Devido ao alto índice de reclamações, o Instituto de
Defesa do Consumidor do Amapá (Procon/Ap) realizará nesta sexta-feira, 23, uma
ampla fiscalização nas empresas operadoras de planos de saúde em Macapá. A ação
tem como foco principal verificar as obrigatoriedades como preços cobrados
pelos planos, independente de idade, cláusulas contratuais, marcação de
consulta, autorização de exames, tempo de espera, dentre outras.

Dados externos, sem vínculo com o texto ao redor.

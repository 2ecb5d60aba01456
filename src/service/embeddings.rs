//! Client for OpenAI-compatible `/embeddings` endpoints.

use async_trait::async_trait;
use serde::Deserialize;
use serde_json::json;
use tracing::{debug, info, warn};

use crate::config::AppConfig;
use crate::errors::AppError;
use crate::http::{bearer_headers, build_client, ApiKeyProvider};

const MAX_INPUT_TOKENS: usize = 8191;
/// Rough chars-per-token bound used to keep inputs under the model limit.
const MAX_INPUT_CHARS: usize = MAX_INPUT_TOKENS * 4;

#[async_trait]
pub trait Embedder: Send + Sync {
    fn model(&self) -> &str;

    /// `None` for empty or whitespace-only text.
    async fn embed(&self, text: &str) -> Result<Option<Vec<f32>>, AppError>;

    /// One slot per input, in input order; `None` where no vector was produced.
    async fn embed_batch(&self, texts: &[String]) -> Result<Vec<Option<Vec<f32>>>, AppError>;
}

#[derive(Deserialize)]
struct EmbeddingResponse {
    data: Vec<EmbeddingData>,
}

#[derive(Deserialize)]
struct EmbeddingData {
    #[serde(default)]
    index: usize,
    embedding: Vec<f32>,
}

#[derive(Clone)]
pub struct EmbeddingService {
    client: reqwest::Client,
    base_url: String,
    model: String,
    dimensions: u32,
    api_key: ApiKeyProvider,
}

impl EmbeddingService {
    pub fn new(
        base_url: &str,
        model: &str,
        dimensions: u32,
        api_key: ApiKeyProvider,
        timeout_secs: u64,
    ) -> Result<Self, AppError> {
        Ok(Self {
            client: build_client(timeout_secs)?,
            base_url: base_url.trim_end_matches('/').to_string(),
            model: model.to_string(),
            dimensions,
            api_key,
        })
    }

    /// `None` when embeddings are disabled or no credentials are configured.
    pub async fn from_config(config: &AppConfig) -> Result<Option<Self>, AppError> {
        if !config.embeddings.enabled {
            info!("Embeddings disabled by configuration");
            return Ok(None);
        }
        let key = config.embeddings_api_key();
        let command = config.embeddings_api_key_command();
        if key.is_empty() && command.is_none() {
            warn!("Embeddings enabled but no API key configured, disabling");
            return Ok(None);
        }

        let provider = ApiKeyProvider::new(key, command);
        if provider.can_refresh() {
            provider.refresh().await?;
        }
        let service = Self::new(
            config.embeddings_base_url(),
            &config.embeddings.model,
            config.embeddings.dimensions,
            provider,
            config.ai.request_timeout_secs,
        )?;
        info!(model = %service.model, dimensions = service.dimensions, "Embedding service ready");
        Ok(Some(service))
    }

    async fn post(&self, inputs: &[&str]) -> Result<reqwest::Response, AppError> {
        let body = json!({
            "model": self.model,
            "input": inputs,
            "dimensions": self.dimensions,
        });
        let resp = self
            .client
            .post(format!("{}/embeddings", self.base_url))
            .headers(bearer_headers(&self.api_key.current()))
            .json(&body)
            .send()
            .await?;
        Ok(resp)
    }

    async fn request(&self, inputs: &[&str]) -> Result<Vec<EmbeddingData>, AppError> {
        let mut resp = self.post(inputs).await?;
        if resp.status().as_u16() == 401 && self.api_key.can_refresh() {
            warn!(model = %self.model, "Embedding request unauthorized, refreshing API key");
            self.api_key.refresh().await?;
            resp = self.post(inputs).await?;
        }

        let status = resp.status().as_u16();
        if !resp.status().is_success() {
            let text = resp.text().await.unwrap_or_default();
            return Err(AppError::from_status(status, &text, &self.model));
        }
        let parsed: EmbeddingResponse = resp.json().await?;
        Ok(parsed.data)
    }
}

#[async_trait]
impl Embedder for EmbeddingService {
    fn model(&self) -> &str {
        &self.model
    }

    async fn embed(&self, text: &str) -> Result<Option<Vec<f32>>, AppError> {
        let mut batch = self.embed_batch(&[text.to_string()]).await?;
        Ok(batch.pop().flatten())
    }

    async fn embed_batch(&self, texts: &[String]) -> Result<Vec<Option<Vec<f32>>>, AppError> {
        let mut results: Vec<Option<Vec<f32>>> = vec![None; texts.len()];
        let slots: Vec<usize> = (0..texts.len()).filter(|&i| !texts[i].trim().is_empty()).collect();
        if slots.is_empty() {
            return Ok(results);
        }

        let inputs: Vec<&str> = slots.iter().map(|&i| truncate_input(&texts[i])).collect();
        let data = self.request(&inputs).await?;
        for item in data {
            match slots.get(item.index) {
                Some(&slot) => results[slot] = Some(item.embedding),
                None => warn!(index = item.index, "Embedding response index out of range"),
            }
        }
        debug!(requested = inputs.len(), "Embedding batch complete");
        Ok(results)
    }
}

fn truncate_input(text: &str) -> &str {
    match text.char_indices().nth(MAX_INPUT_CHARS) {
        Some((idx, _)) => &text[..idx],
        None => text,
    }
}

Alguns consumidores afirmaram no ato da denúncia que
reclamaram com a direção dos planos, mas nada adiantou. Os mesmos enfrentaram
problemas como demora ou impossibilidade em autorizar e marcar procedimentos
como consultas e exames; negativa de cobertura ou reembolso; alterações na rede
credenciada sem aviso, tanto em quantidade quanto em qualidade dos prestadores de
serviços; além de reajustes de faixa etária em desrespeito ao Estatuto do
Idoso.
Segundo a diretora do Procon, Nilza Amaral, os
consumidores que procuram o Instituto se sentem lesados por estarem em dia com
os planos e serem clientes há muitos anos, mas, quando precisam, têm de passar
por diversos empecilhos burocráticos.
"Os planos de saúde têm por obrigação garantir o
atendimento médico ao consumidor. Caso o cliente precise entrar em contato com
a operadora de plano de saúde por telefone, o mesmo deve solicitar o número do
protocolo da ligação, a fim de que possa comprovar o contato e a
solicitação", orienta Nilza.
Os consumidores que se sentirem lesados em alguma
ocorrência envolvendo planos de saúde podem formalizar a denúncia na Agência
Nacional de Saúde (ANS), pelo telefone 0800-611997. Se o problema não for
resolvido, o consumidor pode se dirigir aos órgãos de defesa do consumidor.